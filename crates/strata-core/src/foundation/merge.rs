//! Deep merge of configuration layers.
//!
//! Layers are applied from lowest to highest precedence. At every path:
//!
//! | lower \ higher | absent | mapping | anything else |
//! |----------------|--------|---------|---------------|
//! | absent         | absent | higher  | higher        |
//! | mapping        | lower  | union, recursive | higher |
//! | anything else  | lower  | higher  | higher        |
//!
//! Lists are never merged element-wise; the highest list present replaces
//! everything below it. An explicit `null` is a present value and wins like
//! any other scalar.
//!
//! Folding layers this way is associative and `overlay(x, x) == x`, so
//! re-applying the same upper layers to an already merged result is a no-op.

use super::value::ConfigValue;

/// Merges the default, remote and override layers of a key.
///
/// Returns `None` only when all three layers are absent.
pub fn merge(
    low: Option<&ConfigValue>,
    mid: Option<&ConfigValue>,
    high: Option<&ConfigValue>,
) -> Option<ConfigValue> {
    merge_layers([low, mid, high])
}

/// Merges any number of layers, ordered from lowest to highest precedence.
pub fn merge_layers<'a, I>(layers: I) -> Option<ConfigValue>
where
    I: IntoIterator<Item = Option<&'a ConfigValue>>,
{
    let mut merged: Option<ConfigValue> = None;
    for layer in layers.into_iter().flatten() {
        match merged.as_mut() {
            Some(base) => overlay_into(base, layer),
            None => merged = Some(layer.clone()),
        }
    }
    merged
}

/// Lays `top` over `base`.
pub fn overlay(base: Option<&ConfigValue>, top: Option<&ConfigValue>) -> Option<ConfigValue> {
    merge_layers([base, top])
}

fn overlay_into(base: &mut ConfigValue, top: &ConfigValue) {
    match (base, top) {
        (ConfigValue::Map(lower), ConfigValue::Map(upper)) => {
            for (key, value) in upper {
                match lower.get_mut(key) {
                    Some(slot) => overlay_into(slot, value),
                    None => {
                        lower.insert(key.clone(), value.clone());
                    }
                }
            }
        }
        (slot, value) => *slot = value.clone(),
    }
}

[WORK ORDER]: Filter the listing above, keeping only the lines with "merged".

[ANSWER SECTION]:
//! Lists are never merged element-wise; the highest list present replaces
//! re-applying the same upper layers to an already merged result is a no-op.
    let mut merged: Option<ConfigValue> = None;
        match merged.as_mut() {
            None => merged = Some(layer.clone()),
    merged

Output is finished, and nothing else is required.